El criado le mostró entonces, sobre una especie de otomana, una larga tela azul que parecía un dominó. En la parte delantera se veía brillar un gran sol de oro y, aquí y allá, unas estrellas relucientes.

—El señor se vestirá de Jueves —dijo el camarero con afabilidad.

—¡Vestirme de Jueves! —dijo Syme meditabundo—. No creo que sea un traje muy caliente.

—¡Oh, sí señor! —dijo el otro con convicción—. El traje de Jueves es muy caliente. Sube hasta la barba.

—Bueno, yo no entiendo una palabra —dijo Syme suspirando—. Estoy tan acostumbrado a las aventuras incómodas, que las aventuras agradables me confunden. Pero permítame que le pregunte por qué envuelto en una tela azul y verde con soles y lunas voy a estar vestido particularmente de Jueves y no de cualquier otra cosa. Supongo yo que el sol y la luna no sólo salen el jueves. Yo me acuerdo de haber visto la luna en martes.

—Dispénseme el señor —dijo el camarero—. La Biblia satisfará al señor.

Y, con dedo rígido y respetuoso, le señaló el primer capítulo del Génesis. Syme le leyó sorprendido. Era el capítulo en que se explica que el sol y la luna fueron creados el cuarto día de la creación. Respiró: en esta misteriosa casa, fuese lo que fuese, al menos, contaban la semana a partir de un «Domingo» cristiano.

—Esto se pone cada vez más divertido —dijo Syme sentándose en una silla—. ¿Qué gente es esta que le obsequia a uno un faisán frío y Borgoña, trajes tornasolados y ejemplares de la Biblia? ¿Le darán a uno aquí todo lo que pida?

—Sí señor, todo —dijo gravemente el camarero—. ¿Le ayudo al señor a vestirse?

—¡Pse! Sí: écheme eso encima —dijo Syme impaciente.

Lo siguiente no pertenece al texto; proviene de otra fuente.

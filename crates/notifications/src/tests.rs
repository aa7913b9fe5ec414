use pretty_assertions::assert_eq;

use super::*;

#[test]
fn toast_lifecycle() {
	let mut center = NotificationCenter::new();
	let id = center.push(Notification::success("Corsair RM850x added to cart!"));

	assert_eq!(center.toasts()[0].phase, ToastPhase::Visible);
	assert!(center.toasts()[0].class_name().contains("bg-green-600"));
	assert!(!center.toasts()[0].class_name().contains("toast-exit"));

	assert!(center.begin_exit(id));
	assert!(center.toasts()[0].class_name().ends_with(" toast-exit"));

	let removed = center.remove(id).unwrap();
	assert_eq!(removed.notification.message, "Corsair RM850x added to cart!");
	assert!(center.is_empty());
	assert!(!center.begin_exit(id));
	assert_eq!(center.remove(id), None);
}

#[test]
fn toasts_keep_arrival_order() {
	let mut center = NotificationCenter::new();
	let first = center.push(Notification::info("one"));
	center.push(Notification::error("two"));
	center.remove(first);
	center.push(Notification::success("three"));
	assert_eq!(center.messages().collect::<Vec<_>>(), vec!["two", "three"]);
}

#[test]
fn level_styling() {
	assert_eq!(Level::default(), Level::Info);
	assert_eq!(Level::Error.background_class(), "bg-red-600");
	assert_eq!(Level::Info.background_class(), "bg-blue-600");
	assert_eq!(Level::Success.icon_path(), "M5 13l4 4L19 7");
}
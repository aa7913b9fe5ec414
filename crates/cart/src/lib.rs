//! Shopping cart store.
//!
//! The cart is an ordered list of [`CartItem`]s, unique by name, mirrored to
//! a [`Storage`](lootbox_storage::Storage) key on every mutation. The store is
//! an explicit value owned by the application shell; nothing here is global.

mod item;
mod price;
mod store;

pub use item::{CartItem, Product};
pub use price::{PriceError, format_price, parse_price};
pub use store::{CART_STORAGE_KEY, Cart, CartError};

Pero, aunque fingía el mayor desdén por la mascarada, sentía a medida que se iba metiendo en el traje azul y oro, una libertad, una naturalidad mayores en sus movimientos. Y cuando vio que el traje implicaba también una espada, sintió renacer el eterno sueño infantil: ¡llevar una espada al cinto! Al salir del cuarto, se echó el embozo sobre el hombro. La espada sobresalía formando un ángulo. Syme tenía toda la arrogancia del trovador. Y es que aquel disfraz no lo disfrazaba: lo revelaba.